The alleged explosive was discovered by three construction workers working on a parking lot about half a mile from derelict Fukushima power plant reactors, and a spokesman for the Tokyo Electric Power Company (TEPCO), the company that owns the plant, said the 85-centimeter (2.9 foot) long object is thought to be an unexploded bomb the US dropped during the war.
After the object was found TEPCO immediately called the authorities, roping off an area of roughly a kilometer near the reactors and suspending construction work.
The Fukushima Daiichi Nuclear Power Plant experienced a nuclear meltdown after it was damaged by an earthquake that triggered a tsunami in Japan in March 2011. The meltdown was the worst nuclear incident since the 1986 incident at Chernobyl, in what is today Ukraine.
The discovery of the suspected bomb has not had any impact on decommissioning operations.

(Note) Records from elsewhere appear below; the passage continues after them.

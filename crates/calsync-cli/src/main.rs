use std::path::PathBuf;

use clap::{Parser, Subcommand};
use tracing_subscriber::EnvFilter;

mod commands;
mod fixture;

#[derive(Parser)]
#[command(name = "calsync", version, about = "Calendar/Notion sync and time-block scheduling")]
struct Cli {
    /// Configuration file (default: $CALSYNC_CONFIG or ~/.config/calsync/config.toml)
    #[arg(long, global = true)]
    config: Option<PathBuf>,

    #[command(subcommand)]
    command: Commands,
}

#[derive(Subcommand)]
enum Commands {
    /// Import upcoming calendar events into the schedule database
    Pull(commands::PassArgs),
    /// Export schedule records without a calendar event
    Push(commands::PassArgs),
    /// Pull, then push
    Sync(commands::PassArgs),
    /// Fill free time blocks with pending work items
    Schedule {
        /// Shared secret; must match API_KEY
        #[arg(long)]
        key: Option<String>,
        #[command(flatten)]
        pass: commands::PassArgs,
    },
    /// Check record-store connectivity and which credentials are set
    Status {
        /// Check a JSON fixture instead of the live services
        #[arg(long)]
        fixture: Option<PathBuf>,
    },
    /// Configuration management
    Config {
        #[command(subcommand)]
        action: commands::config::ConfigAction,
    },
}

fn init_logging() {
    let filter = EnvFilter::try_from_default_env().unwrap_or_else(|_| EnvFilter::new("info"));
    tracing_subscriber::fmt()
        .with_env_filter(filter)
        .with_writer(std::io::stderr)
        .init();
}

fn main() {
    init_logging();
    let cli = Cli::parse();
    let config = cli.config.as_deref();

    let result = match cli.command {
        Commands::Pull(args) => commands::sync::run(commands::sync::PassKind::Pull, config, args),
        Commands::Push(args) => commands::sync::run(commands::sync::PassKind::Push, config, args),
        Commands::Sync(args) => commands::sync::run(commands::sync::PassKind::Sync, config, args),
        Commands::Schedule { key, pass } => commands::schedule::run(config, key, pass),
        Commands::Status { fixture } => commands::status::run(config, fixture.as_deref()),
        Commands::Config { action } => commands::config::run(config, action),
    };

    match result {
        Ok(code) => std::process::exit(code),
        Err(e) => {
            eprintln!("error: {e}");
            std::process::exit(1);
        }
    }
}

Although the war ceased more than 70 years ago in 1945, undetonated bombs and shells from the US are still found in Japan occasionally, especially on Okinawa, where a particularly intense battle took place in the closing months of the war.

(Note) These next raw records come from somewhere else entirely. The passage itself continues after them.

//! Google Calendar v3 client implementing [`EventSource`].

use std::sync::{Mutex, PoisonError};

use serde_json::{json, Value};
use url::Url;

use super::oauth::{self, OAuthConfig, OAuthTokens};
use super::traits::{EventQuery, EventSource};
use super::transport::Transport;
use super::types::{EventTime, NewEvent, RemoteEvent};
use crate::error::{CoreError, Result};

const CALENDAR_API: &str = "https://www.googleapis.com/calendar/v3";

/// How the client obtains bearer tokens.
#[derive(Debug, Clone)]
pub enum GoogleAuth {
    /// Pre-issued access token, used as-is.
    AccessToken(String),
    /// Exchange a long-lived refresh token, caching the access token.
    RefreshToken {
        config: OAuthConfig,
        refresh_token: String,
    },
}

pub struct GoogleCalendarClient {
    transport: Transport,
    auth: GoogleAuth,
    base_url: String,
    cached_tokens: Mutex<Option<OAuthTokens>>,
}

impl GoogleCalendarClient {
    pub fn new(transport: Transport, auth: GoogleAuth) -> Self {
        Self {
            transport,
            auth,
            base_url: CALENDAR_API.to_string(),
            cached_tokens: Mutex::new(None),
        }
    }

    /// Point the client at a different API root (tests, proxies).
    pub fn with_base_url(mut self, base_url: &str) -> Self {
        self.base_url = base_url.trim_end_matches('/').to_string();
        self
    }

    /// Return a valid access token, refreshing if expired.
    fn access_token(&self) -> Result<String> {
        let (config, refresh) = match &self.auth {
            GoogleAuth::AccessToken(token) => return Ok(token.clone()),
            GoogleAuth::RefreshToken {
                config,
                refresh_token,
            } => (config, refresh_token),
        };

        let mut cached = self
            .cached_tokens
            .lock()
            .unwrap_or_else(PoisonError::into_inner);
        if let Some(tokens) = cached.as_ref().filter(|t| !oauth::is_expired(t)) {
            return Ok(tokens.access_token.clone());
        }

        let refreshed = self
            .transport
            .block_on(oauth::refresh_token(self.transport.http(), config, refresh))?;
        let token = refreshed.access_token.clone();
        *cached = Some(refreshed);
        Ok(token)
    }

    fn events_url(&self, calendar_id: &str) -> Result<Url> {
        let mut url = Url::parse(&self.base_url).map_err(|e| {
            CoreError::integration("google", format!("invalid base url {}: {e}", self.base_url))
        })?;
        url.path_segments_mut()
            .map_err(|_| CoreError::integration("google", "base url cannot hold a path"))?
            .pop_if_empty()
            .extend(["calendars", calendar_id, "events"]);
        Ok(url)
    }

    fn send(&self, request: reqwest::RequestBuilder) -> Result<Value> {
        self.transport.block_on(async {
            let resp = request.send().await?;
            let status = resp.status();
            if !status.is_success() {
                let text = resp.text().await.unwrap_or_default();
                return Err(CoreError::integration(
                    "google",
                    format!("Google Calendar API error (HTTP {status}): {text}"),
                ));
            }
            Ok::<Value, CoreError>(resp.json::<Value>().await?)
        })
    }
}

impl EventSource for GoogleCalendarClient {
    fn list_events(&self, query: &EventQuery) -> Result<Vec<RemoteEvent>> {
        let token = self.access_token()?;
        let mut url = self.events_url(&query.calendar_id)?;
        url.query_pairs_mut()
            .append_pair("timeMin", &query.time_min.to_rfc3339())
            .append_pair("maxResults", &query.max_results.to_string())
            .append_pair("singleEvents", if query.single_events { "true" } else { "false" });
        if query.single_events {
            // orderBy=startTime is only accepted together with singleEvents=true
            url.query_pairs_mut().append_pair("orderBy", "startTime");
        }

        let resp = self.send(self.transport.http().get(url).bearer_auth(&token))?;

        Ok(resp["items"]
            .as_array()
            .map(|items| items.iter().map(parse_gcal_event).collect())
            .unwrap_or_default())
    }

    fn insert_event(&self, calendar_id: &str, event: &NewEvent) -> Result<String> {
        let token = self.access_token()?;
        let url = self.events_url(calendar_id)?;
        let body = to_gcal_event(event);

        let resp = self.send(
            self.transport
                .http()
                .post(url)
                .bearer_auth(&token)
                .json(&body),
        )?;

        resp["id"]
            .as_str()
            .filter(|id| !id.is_empty())
            .map(String::from)
            .ok_or_else(|| CoreError::integration("google", "inserted event has no id"))
    }
}

fn gcal_time(value: &Value) -> Option<EventTime> {
    value["dateTime"]
        .as_str()
        .or_else(|| value["date"].as_str())
        .map(EventTime::new)
}

/// Parse a Google Calendar event resource.
pub fn parse_gcal_event(event: &Value) -> RemoteEvent {
    RemoteEvent {
        id: event["id"].as_str().filter(|s| !s.is_empty()).map(String::from),
        summary: event["summary"].as_str().map(String::from),
        start: gcal_time(&event["start"]),
        end: gcal_time(&event["end"]),
    }
}

fn gcal_time_body(time: &EventTime, all_day: bool) -> Value {
    if all_day {
        return json!({ "date": time.as_str() });
    }
    match time.instant() {
        Some(instant) if time.is_date_only() => json!({ "dateTime": instant.to_rfc3339() }),
        _ => json!({ "dateTime": time.as_str() }),
    }
}

/// Convert an insertion body to the Google Calendar event resource. Both
/// bounds are sent as `date` only when both are all-day values.
pub fn to_gcal_event(event: &NewEvent) -> Value {
    let all_day = event.is_all_day();
    json!({
        "summary": event.summary,
        "start": gcal_time_body(&event.start, all_day),
        "end": gcal_time_body(&event.end, all_day),
    })
}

According to Newsweek, a little over 900 unexploded munitions were found in Japan in 2010. In 2005, when a 2,000-pound bomb was discovered in Tokyo, 7,000 residents had to be evacuated.
The area around the site where the stricken Fukushima now sits was a key target for US bombing operations as a Japanese military airport was once located there, AFP reports.
Tens of thousands of people remain displaced as the Japanese government and TEPCO continue decommissioning and clean-up operations expected to span 40 years. Most of the people who left lived in Fukushima prefecture, where high radiation now makes habitation impossible.
Though no deaths have been directly linked to the Fukushima meltdown itself, TEPCO executives went on trial in late June for professional negligence that resulted in patients evacuated from a nearby hospital suffering injury or death. All three executives have plead not guilty.